Effectivement, l'Empereur était assez souffrant pour que le médecin de son ambulance, Lannefranque, pris de panique devant l'ampleur de ses responsabilités demandât l'avis d'un confrère plus autorisé. Il prolongeait ses visites quotidiennes au delà d'une heure, ce qui prouve bien ses angoisses, car d'après ce que l'on sait de sa personnalité, il était bien évident que Napoléon ne pouvait guère prendre de plaisir à sa conversation. Il conseilla, en premier lieu, d'appeler en consultation Jean-Pierre Franck, ancien médecin de Joseph II, homme aussi célèbre dans toute l'Allemagne que Corvisart l'était en France. Ce dernier, déjà âgé et infirme, procéda à un examen minutieux du malade, se montra assez pessimiste, et prescrivit de nombreuses drogues. Ses méthodes et ses prescriptions ne concordaient guère avec celles du Premier Médecin, si bien que Napoléon redoutant de faire les frais d'une mauvaise interprétation de son état, déclara devant l'Autrichien : «Pourquoi Corvisart n'est-il pas ici, il s'entendrait parfaitement avec vous et je serais tranquille." Franck approuva sans difficulté le principe de cette rencontre avec son collègue français, auquel Duroc écrivit aussitôt. Ce faisant, le Général espérait bien que Corvisart, dont il était l'ami, réussirait à reconquérir son ascendant sur l'Empereur, et à rétablir une situation pouvant paraître momentanément compromise. Le Premier Médecin sentit le danger, et gagna Vienne à bride abattue.
(…)
Semblant répondre à un mot d'ordre, tous ceux qui avaient vécu cette alerte en minimisèrent l'importance dans les récits qu'ils en firent. On parla de rhume, d'ophtalmie, de bronchite, de gastrite, et à moins qu'une découverte tardive de documents inédits ne vienne un jour révéler la nature exacte de l'atteinte dont souffrit alors Napoléon, il faut se contenter du récit qu'il en fit lui-même à Las Cases durant la captivité de Sainte-Hélène alors qu'il songeait déjà à la légende: "Il m'était survenu une petite éruption à la partie postérieure du cou; c'était peu de chose, mais ma suite s'en inquiétait et me pressait de recevoir un médecin dont on me disait merveille.
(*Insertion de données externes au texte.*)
//! Kubernetes-backed [`ObjectStore`].
//!
//! Writes are JSON merge patches that only carry the label keys being changed,
//! so labels managed by other controllers are never rewritten. The observed
//! `resourceVersion` is included in every patch, which turns a concurrent
//! modification into a `409 Conflict` instead of a lost update.

use super::nodes::{self, NodeLookup};
use super::{
    LabelUpdate, LabeledObject, MachineSetId, MachineSetState, MachineState, ObjectKind,
    ObjectStore, StoreError, StoreResult, TargetRef,
};
use crate::crds::{Machine, MachineSet};
use async_trait::async_trait;
use k8s_openapi::api::core::v1::Node;
use kube::api::{Api, ListParams, Patch, PatchParams};
use kube::{Client, ResourceExt};
use serde_json::{json, Map, Value};
use std::fmt::Display;
use tracing::{debug, instrument, warn};

const FIELD_MANAGER: &str = "node-metadata-operator";

#[derive(Clone)]
pub struct KubeStore {
    client: Client,
}

impl KubeStore {
    #[must_use]
    pub fn new(client: Client) -> Self {
        Self { client }
    }

    fn machines(&self, namespace: &str) -> Api<Machine> {
        Api::namespaced(self.client.clone(), namespace)
    }

    fn nodes(&self) -> Api<Node> {
        Api::all(self.client.clone())
    }
}

fn store_error(target: impl Display, err: kube::Error) -> StoreError {
    match err {
        kube::Error::Api(response) if response.code == 404 => StoreError::NotFound {
            target: target.to_string(),
        },
        kube::Error::Api(response) if response.code == 409 => StoreError::Conflict {
            target: target.to_string(),
        },
        other => StoreError::Backend(format!("{target}: {other}")),
    }
}

/// Project a `MachineSet` onto the reconciler's view.
#[must_use]
pub fn machine_set_state(machine_set: &MachineSet) -> Option<MachineSetState> {
    Some(MachineSetState {
        id: MachineSetId::new(machine_set.namespace()?, machine_set.metadata.name.clone()?),
        uid: machine_set.uid(),
        selector: machine_set.spec.selector.clone(),
        desired_labels: machine_set.template_labels().cloned(),
    })
}

/// Project a `Machine` onto the reconciler's view.
#[must_use]
pub fn machine_state(machine: &Machine) -> Option<MachineState> {
    let target = TargetRef::namespaced(
        ObjectKind::Machine,
        machine.namespace()?,
        machine.metadata.name.clone()?,
    );

    Some(MachineState {
        object: LabeledObject {
            target,
            labels: machine.propagated_labels().cloned(),
            annotations: machine.metadata.annotations.clone(),
            resource_version: machine.resource_version(),
        },
        node_name: machine.node_name().map(str::to_string),
        provider_id: machine.spec.provider_id.clone(),
    })
}

/// Decide whether `machine` belongs to `machine_set`.
///
/// A controller owner reference is authoritative. Machines without one are
/// matched through the set's selector, the way the Machine API adopts orphans.
#[must_use]
pub fn is_owned_by(machine: &Machine, machine_set: &MachineSetState) -> bool {
    if machine.namespace().as_deref() != Some(machine_set.id.namespace.as_str()) {
        return false;
    }

    let controller = machine
        .owner_references()
        .iter()
        .find(|owner| owner.controller == Some(true));

    match controller {
        Some(owner) => {
            owner.kind == "MachineSet"
                && match &machine_set.uid {
                    Some(uid) => owner.uid == *uid,
                    None => owner.name == machine_set.id.name,
                }
        }
        None => machine_set.selector.matches(machine.metadata.labels.as_ref()),
    }
}

/// Build the merge patch for a label update.
pub fn build_patch(update: &LabelUpdate) -> StoreResult<Value> {
    let mut labels = Map::new();
    for (key, value) in &update.diff.upserts {
        labels.insert(key.clone(), Value::String(value.clone()));
    }
    for key in &update.diff.removals {
        labels.insert(key.clone(), Value::Null);
    }

    let mut annotations = Map::new();
    for (key, value) in &update.annotations {
        let value = value.clone().map_or(Value::Null, Value::String);
        annotations.insert(key.clone(), value);
    }

    let mut metadata = Map::new();
    if let Some(version) = &update.resource_version {
        metadata.insert("resourceVersion".to_string(), Value::String(version.clone()));
    }
    if !annotations.is_empty() {
        metadata.insert("annotations".to_string(), Value::Object(annotations));
    }

    match update.target.kind {
        ObjectKind::Machine => Ok(json!({
            "metadata": metadata,
            "spec": { "metadata": { "labels": labels } },
        })),
        ObjectKind::Node => {
            metadata.insert("labels".to_string(), Value::Object(labels));
            Ok(json!({ "metadata": metadata }))
        }
        ObjectKind::MachineSet => Err(StoreError::Backend(format!(
            "label updates are not supported for {}",
            update.target
        ))),
    }
}

#[async_trait]
impl ObjectStore for KubeStore {
    #[instrument(skip(self), fields(machine_set = %id))]
    async fn get_machine_set(&self, id: &MachineSetId) -> StoreResult<Option<MachineSetState>> {
        let api: Api<MachineSet> = Api::namespaced(self.client.clone(), &id.namespace);
        let machine_set = api
            .get_opt(&id.name)
            .await
            .map_err(|e| store_error(format!("MachineSet {id}"), e))?;

        Ok(machine_set.as_ref().and_then(machine_set_state))
    }

    #[instrument(skip(self, machine_set), fields(machine_set = %machine_set.id))]
    async fn list_machines_owned_by(
        &self,
        machine_set: &MachineSetState,
    ) -> StoreResult<Vec<MachineState>> {
        let list = self
            .machines(&machine_set.id.namespace)
            .list(&ListParams::default())
            .await
            .map_err(|e| store_error(format!("Machines in {}", machine_set.id.namespace), e))?;

        let owned: Vec<MachineState> = list
            .items
            .iter()
            .filter(|machine| is_owned_by(machine, machine_set))
            .filter_map(machine_state)
            .collect();

        debug!(
            total = list.items.len(),
            owned = owned.len(),
            "Listed machines for MachineSet"
        );
        Ok(owned)
    }

    #[instrument(skip(self, machine), fields(machine = %machine.object.target))]
    async fn get_node_for_machine(
        &self,
        machine: &MachineState,
    ) -> StoreResult<Option<LabeledObject>> {
        match nodes::lookup_for(machine) {
            NodeLookup::ByName(name) => {
                let node = self
                    .nodes()
                    .get_opt(name)
                    .await
                    .map_err(|e| store_error(format!("Node {name}"), e))?;
                if node.is_none() {
                    warn!(node = %name, "Machine references a Node that does not exist");
                }
                Ok(node.as_ref().and_then(nodes::labeled_node))
            }
            NodeLookup::ByProviderId(provider_id) => {
                let list = self
                    .nodes()
                    .list(&ListParams::default())
                    .await
                    .map_err(|e| store_error("Nodes", e))?;
                Ok(nodes::find_by_provider_id(&list.items, provider_id)
                    .and_then(nodes::labeled_node))
            }
            NodeLookup::Unbound => Ok(None),
        }
    }

    #[instrument(skip(self, update), fields(target = %update.target, changes = update.diff.len()))]
    async fn update_labels(&self, update: &LabelUpdate) -> StoreResult<()> {
        let patch = build_patch(update)?;
        let params = PatchParams {
            field_manager: Some(FIELD_MANAGER.to_string()),
            ..PatchParams::default()
        };
        let target = &update.target;

        match (target.kind, target.namespace.as_deref()) {
            (ObjectKind::Machine, Some(namespace)) => {
                self.machines(namespace)
                    .patch(&target.name, &params, &Patch::Merge(&patch))
                    .await
                    .map_err(|e| store_error(target, e))?;
            }
            (ObjectKind::Node, _) => {
                self.nodes()
                    .patch(&target.name, &params, &Patch::Merge(&patch))
                    .await
                    .map_err(|e| store_error(target, e))?;
            }
            _ => {
                return Err(StoreError::Backend(format!(
                    "cannot update labels on {target}"
                )))
            }
        }

        debug!("Patched labels");
        Ok(())
    }
}
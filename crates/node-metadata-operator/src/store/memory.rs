//! In-memory [`ObjectStore`].
//!
//! Ownership is an explicit relation: every Machine is registered under the
//! `MachineSet` that owns it. Resource versions are tracked so stale writes fail
//! with a conflict, and individual targets can be told to reject updates.

use super::nodes::{self, NodeLookup};
use super::{
    LabelUpdate, LabeledObject, MachineSetId, MachineSetState, MachineState, ObjectKind,
    ObjectStore, StoreError, StoreResult, TargetRef,
};
use crate::crds::MachineSelector;
use crate::labels::LabelSet;
use async_trait::async_trait;
use std::collections::{BTreeMap, BTreeSet};
use tokio::sync::RwLock;

struct StoredMachine {
    owner: MachineSetId,
    state: MachineState,
}

struct StoredNode {
    object: LabeledObject,
    provider_id: Option<String>,
}

#[derive(Default)]
struct State {
    machine_sets: BTreeMap<MachineSetId, MachineSetState>,
    machines: BTreeMap<TargetRef, StoredMachine>,
    nodes: BTreeMap<String, StoredNode>,
    failing_targets: BTreeSet<TargetRef>,
    failing_lists: bool,
    updates: Vec<TargetRef>,
    version: u64,
}

impl State {
    fn next_version(&mut self) -> Option<String> {
        self.version += 1;
        Some(self.version.to_string())
    }

    fn object(&self, target: &TargetRef) -> Option<&LabeledObject> {
        match target.kind {
            ObjectKind::Machine => self.machines.get(target).map(|m| &m.state.object),
            ObjectKind::Node => self.nodes.get(&target.name).map(|n| &n.object),
            ObjectKind::MachineSet => None,
        }
    }

    fn object_mut(&mut self, target: &TargetRef) -> Option<&mut LabeledObject> {
        match target.kind {
            ObjectKind::Machine => self.machines.get_mut(target).map(|m| &mut m.state.object),
            ObjectKind::Node => self.nodes.get_mut(&target.name).map(|n| &mut n.object),
            ObjectKind::MachineSet => None,
        }
    }
}

#[derive(Default)]
pub struct InMemoryStore {
    state: RwLock<State>,
}

impl InMemoryStore {
    #[must_use]
    pub fn new() -> Self {
        Self::default()
    }

    /// Create or replace a `MachineSet` with the given template labels.
    pub async fn put_machine_set(&self, id: &MachineSetId, desired_labels: Option<LabelSet>) {
        let mut state = self.state.write().await;
        state.machine_sets.insert(
            id.clone(),
            MachineSetState {
                id: id.clone(),
                uid: Some(format!("uid-{}-{}", id.namespace, id.name)),
                selector: MachineSelector::default(),
                desired_labels,
            },
        );
    }

    /// Change the template labels of an existing `MachineSet`.
    pub async fn set_desired_labels(&self, id: &MachineSetId, desired_labels: Option<LabelSet>) {
        if let Some(machine_set) = self.state.write().await.machine_sets.get_mut(id) {
            machine_set.desired_labels = desired_labels;
        }
    }

    pub async fn delete_machine_set(&self, id: &MachineSetId) {
        self.state.write().await.machine_sets.remove(id);
    }

    /// Register a Machine owned by `owner`.
    pub async fn put_machine(
        &self,
        owner: &MachineSetId,
        name: &str,
        labels: Option<LabelSet>,
    ) -> TargetRef {
        let mut state = self.state.write().await;
        let target = TargetRef::namespaced(ObjectKind::Machine, owner.namespace.clone(), name);
        let resource_version = state.next_version();

        state.machines.insert(
            target.clone(),
            StoredMachine {
                owner: owner.clone(),
                state: MachineState {
                    object: LabeledObject {
                        labels,
                        resource_version,
                        ..LabeledObject::new(target.clone())
                    },
                    node_name: None,
                    provider_id: None,
                },
            },
        );
        target
    }

    /// Record the Node a Machine was provisioned as (`status.nodeRef`).
    pub async fn bind_machine(&self, machine: &TargetRef, node_name: &str) {
        if let Some(stored) = self.state.write().await.machines.get_mut(machine) {
            stored.state.node_name = Some(node_name.to_string());
        }
    }

    /// Set the provider ID a Machine reports before its node reference appears.
    pub async fn set_machine_provider_id(&self, machine: &TargetRef, provider_id: &str) {
        if let Some(stored) = self.state.write().await.machines.get_mut(machine) {
            stored.state.provider_id = Some(provider_id.to_string());
        }
    }

    pub async fn put_node(
        &self,
        name: &str,
        labels: Option<LabelSet>,
        provider_id: Option<&str>,
    ) -> TargetRef {
        let mut state = self.state.write().await;
        let target = TargetRef::cluster(ObjectKind::Node, name);
        let resource_version = state.next_version();

        state.nodes.insert(
            name.to_string(),
            StoredNode {
                object: LabeledObject {
                    labels,
                    resource_version,
                    ..LabeledObject::new(target.clone())
                },
                provider_id: provider_id.map(str::to_string),
            },
        );
        target
    }

    /// Edit a label the way another actor would, bumping the resource version.
    pub async fn set_label(&self, target: &TargetRef, key: &str, value: &str) {
        let mut state = self.state.write().await;
        let version = state.next_version();
        if let Some(object) = state.object_mut(target) {
            object
                .labels
                .get_or_insert_with(LabelSet::new)
                .insert(key.to_string(), value.to_string());
            object.resource_version = version;
        }
    }

    /// Current view of a Machine or Node.
    pub async fn object(&self, target: &TargetRef) -> Option<LabeledObject> {
        self.state.read().await.object(target).cloned()
    }

    /// Current labels of a Machine or Node.
    pub async fn labels(&self, target: &TargetRef) -> Option<LabelSet> {
        self.object(target).await.and_then(|object| object.labels)
    }

    /// Make every update on `target` fail with a backend error.
    pub async fn fail_updates_on(&self, target: &TargetRef) {
        self.state.write().await.failing_targets.insert(target.clone());
    }

    /// Make Machine listing fail (or succeed again).
    pub async fn fail_lists(&self, failing: bool) {
        self.state.write().await.failing_lists = failing;
    }

    pub async fn clear_failures(&self) {
        let mut state = self.state.write().await;
        state.failing_targets.clear();
        state.failing_lists = false;
    }

    /// Targets of every successful update, in order.
    pub async fn updates(&self) -> Vec<TargetRef> {
        self.state.read().await.updates.clone()
    }
}

#[async_trait]
impl ObjectStore for InMemoryStore {
    async fn get_machine_set(&self, id: &MachineSetId) -> StoreResult<Option<MachineSetState>> {
        Ok(self.state.read().await.machine_sets.get(id).cloned())
    }

    async fn list_machines_owned_by(
        &self,
        machine_set: &MachineSetState,
    ) -> StoreResult<Vec<MachineState>> {
        let state = self.state.read().await;
        if state.failing_lists {
            return Err(StoreError::Backend(format!(
                "listing machines for {} failed",
                machine_set.id
            )));
        }

        Ok(state
            .machines
            .values()
            .filter(|stored| stored.owner == machine_set.id)
            .map(|stored| stored.state.clone())
            .collect())
    }

    async fn get_node_for_machine(
        &self,
        machine: &MachineState,
    ) -> StoreResult<Option<LabeledObject>> {
        let state = self.state.read().await;
        let node = match nodes::lookup_for(machine) {
            NodeLookup::ByName(name) => state.nodes.get(name),
            NodeLookup::ByProviderId(provider_id) => state
                .nodes
                .values()
                .find(|node| node.provider_id.as_deref() == Some(provider_id)),
            NodeLookup::Unbound => None,
        };
        Ok(node.map(|node| node.object.clone()))
    }

    async fn update_labels(&self, update: &LabelUpdate) -> StoreResult<()> {
        let mut state = self.state.write().await;
        let target = &update.target;

        if state.failing_targets.contains(target) {
            return Err(StoreError::Backend(format!("update of {target} rejected")));
        }

        let version = state.next_version();
        let object = state.object_mut(target).ok_or_else(|| StoreError::NotFound {
            target: target.to_string(),
        })?;

        if update.resource_version.is_some() && update.resource_version != object.resource_version {
            return Err(StoreError::Conflict {
                target: target.to_string(),
            });
        }

        object.labels = Some(update.labels.clone());
        for (key, value) in &update.annotations {
            match value {
                Some(value) => {
                    object
                        .annotations
                        .get_or_insert_with(BTreeMap::new)
                        .insert(key.clone(), value.clone());
                }
                None => {
                    if let Some(annotations) = object.annotations.as_mut() {
                        annotations.remove(key);
                    }
                }
            }
        }
        object.resource_version = version;

        state.updates.push(target.clone());
        Ok(())
    }
}

#[cfg(test)]
mod tests {
    use super::*;
    use crate::labels::LabelDiff;

    fn update_for(object: &LabeledObject, labels: LabelSet) -> LabelUpdate {
        LabelUpdate {
            target: object.target.clone(),
            resource_version: object.resource_version.clone(),
            labels,
            diff: LabelDiff::default(),
            annotations: BTreeMap::from([("a/b".to_string(), Some("x".to_string()))]),
        }
    }

    #[tokio::test]
    async fn test_stale_resource_version_conflicts() {
        let store = InMemoryStore::new();
        let node = store.put_node("node-a", None, None).await;
        let observed = store.object(&node).await.unwrap();

        store.set_label(&node, "zone", "a").await;

        let err = store
            .update_labels(&update_for(&observed, LabelSet::new()))
            .await
            .unwrap_err();
        assert!(matches!(err, StoreError::Conflict { .. }));
        assert!(store.updates().await.is_empty());
    }

    #[tokio::test]
    async fn test_update_writes_labels_and_annotations() {
        let store = InMemoryStore::new();
        let node = store.put_node("node-a", None, None).await;
        let observed = store.object(&node).await.unwrap();
        let labels = LabelSet::from([("env".to_string(), "prod".to_string())]);

        store.update_labels(&update_for(&observed, labels.clone())).await.unwrap();

        let current = store.object(&node).await.unwrap();
        assert_eq!(current.labels, Some(labels));
        assert_eq!(current.annotations.unwrap().get("a/b").unwrap(), "x");
        assert_ne!(current.resource_version, observed.resource_version);
        assert_eq!(store.updates().await, vec![node]);
    }

    #[tokio::test]
    async fn test_ownership_is_explicit() {
        let store = InMemoryStore::new();
        let workers = MachineSetId::new("ns", "workers");
        let infra = MachineSetId::new("ns", "infra");
        store.put_machine_set(&workers, None).await;
        store.put_machine(&workers, "workers-1", None).await;
        store.put_machine(&infra, "infra-1", None).await;

        let set = store.get_machine_set(&workers).await.unwrap().unwrap();
        let machines = store.list_machines_owned_by(&set).await.unwrap();

        assert_eq!(machines.len(), 1);
        assert_eq!(machines[0].object.target.name, "workers-1");
    }

    #[tokio::test]
    async fn test_node_resolution_by_provider_id() {
        let store = InMemoryStore::new();
        let owner = MachineSetId::new("ns", "workers");
        let machine = store.put_machine(&owner, "workers-1", None).await;
        store.put_node("node-a", None, Some("aws:///i-1")).await;
        store.set_machine_provider_id(&machine, "aws:///i-1").await;

        let set = MachineSetState {
            id: owner,
            uid: None,
            selector: MachineSelector::default(),
            desired_labels: None,
        };
        let state = store.list_machines_owned_by(&set).await.unwrap().remove(0);
        let node = store.get_node_for_machine(&state).await.unwrap().unwrap();

        assert_eq!(node.target.name, "node-a");
    }
}
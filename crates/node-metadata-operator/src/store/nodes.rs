//! Machine to Node resolution helpers.

use super::{LabeledObject, MachineState, ObjectKind, TargetRef};
use k8s_openapi::api::core::v1::Node;

/// How the Node backing a Machine should be located.
#[derive(Debug, Clone, Copy, PartialEq, Eq)]
pub enum NodeLookup<'a> {
    /// `status.nodeRef` is set
    ByName(&'a str),
    /// Not yet bound, but the provider ID is known
    ByProviderId(&'a str),
    /// Nothing to go on yet
    Unbound,
}

/// Pick the lookup strategy for `machine`. The node reference wins over the
/// provider ID since it is what the Machine API itself recorded.
#[must_use]
pub fn lookup_for(machine: &MachineState) -> NodeLookup<'_> {
    fn non_empty(value: &Option<String>) -> Option<&str> {
        value.as_deref().filter(|v| !v.is_empty())
    }

    if let Some(name) = non_empty(&machine.node_name) {
        NodeLookup::ByName(name)
    } else if let Some(provider_id) = non_empty(&machine.provider_id) {
        NodeLookup::ByProviderId(provider_id)
    } else {
        NodeLookup::Unbound
    }
}

/// Find the Node whose `spec.providerID` equals `provider_id`.
#[must_use]
pub fn find_by_provider_id<'a>(nodes: &'a [Node], provider_id: &str) -> Option<&'a Node> {
    nodes.iter().find(|node| {
        node.spec
            .as_ref()
            .and_then(|spec| spec.provider_id.as_deref())
            == Some(provider_id)
    })
}

/// Project a Node onto the fields the reconciler works with.
#[must_use]
pub fn labeled_node(node: &Node) -> Option<LabeledObject> {
    let name = node.metadata.name.clone()?;
    let mut object = LabeledObject::new(TargetRef::cluster(ObjectKind::Node, name));
    object.labels = node.metadata.labels.clone();
    object.annotations = node.metadata.annotations.clone();
    object.resource_version = node.metadata.resource_version.clone();
    Some(object)
}
//! Route listing.
//!
//! When enabled on the app, `GET /.__restlink/routes` answers with every
//! registered route, compiled resource routes included.

mod endpoint;
mod route_info;

pub use endpoint::{ROUTES_PATH, RouteRegistry, list_routes};
pub use route_info::RouteInfo;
J'y consentis. Franck fut appelé. Il me trouva un vice dartreux, une maladie grave; j'avais besoin d'un traitement préparatoire, de médicaments, de drogues, c'était à n'en plus finir. Je demandai Corvisart; il n'en fallut pas plus pour ranimer des espérances éteintes. J'étais malade, alité, j'avais perdu la tête, Chacun faisait son plan, tout s'agitait déjà. Corvisart, dans ce mouvement, ces inquiétudes, accourut d'autant plus vite et ne s'arrêta qu'il ne fût à Schonbrunn, croyant me trouver à la mort; je passais une revue, ma surprise fut extrême. Je rentrai, on m'annonça son arrivée, et je me mis à rire de l'étonnement qu'il avait montré:
- Eh bien, Corvisart, quelles nouvelles? Que dit-on à Paris? Savez-vous qu'on soutient ici que je suis gravement malade ? J'ai une petite éruption, une légère douleur à la tête. Le docteur Franck prétend que je suis attaqué d'un vice dartreux qui exige un traitement long et sévère. Qu'en pensez-vous?
J'avais défait ma cravate, il m'examina:
- Ah! Sire, me faire venir de si loin pour un vésicatoire que le dernier des médecins eût pu appliquer aussi bien que moi! Franck extravague. Vous allez à merveille, ce petit accident tient à une éruption mal soignée et ne résistera pas à quatre jours de vésicatoire.
Il ne résista pas, en effet, et ne se reproduisit plus.


Borodino - septembre 1812.



Le général Gourgaud - Jacques Macé - éd Nouveau Monde - 2006 - p.212


Les 5,6 et 7 septembre à Borodino, de nombreux témoins ont signalé la fébrilité, l’anxiété, le manque de détermination de Napoléon qui se limita à jeter des masses humaines à l’assaut des redoutes russes sans se livrer aux brillantes manœuvres tactiques qui avaient valu le succès de ses précédentes campagnes.
[…]
Mestivier certifie et signe le 24 janvier 1825 une copie du « bulletin de la santé de Napoléon dans la nuit du 6 au 7 septembre 1812, tel que je l’ai retrouvé dans mes papiers » :

« 5 septembre.
L’Empereur m’a fait appeler ce soir « Eh bien, docteur, m’a-t-il dit, vous le voyez, je me fais vieux, mes jambes enflent, j’urine à peine ; c’est sans doute l’humidité de ces bivouacs, car je ne vis que par la peau. »
Nuit du 6 au 7 septembre.
L’Empereur est dans l’état suivant : toux continuelle et sèche, respiration difficile et entrecoupée. L’urine ne sortant que goutte à goutte est bourbeuse et sédimenteuse. Le bas des jambes et les pieds extrêmement oedématiés. Le pouls serré, fébrile et irrégulier.
Ces symptômes graves font craindre une disposition à une maladie organique. »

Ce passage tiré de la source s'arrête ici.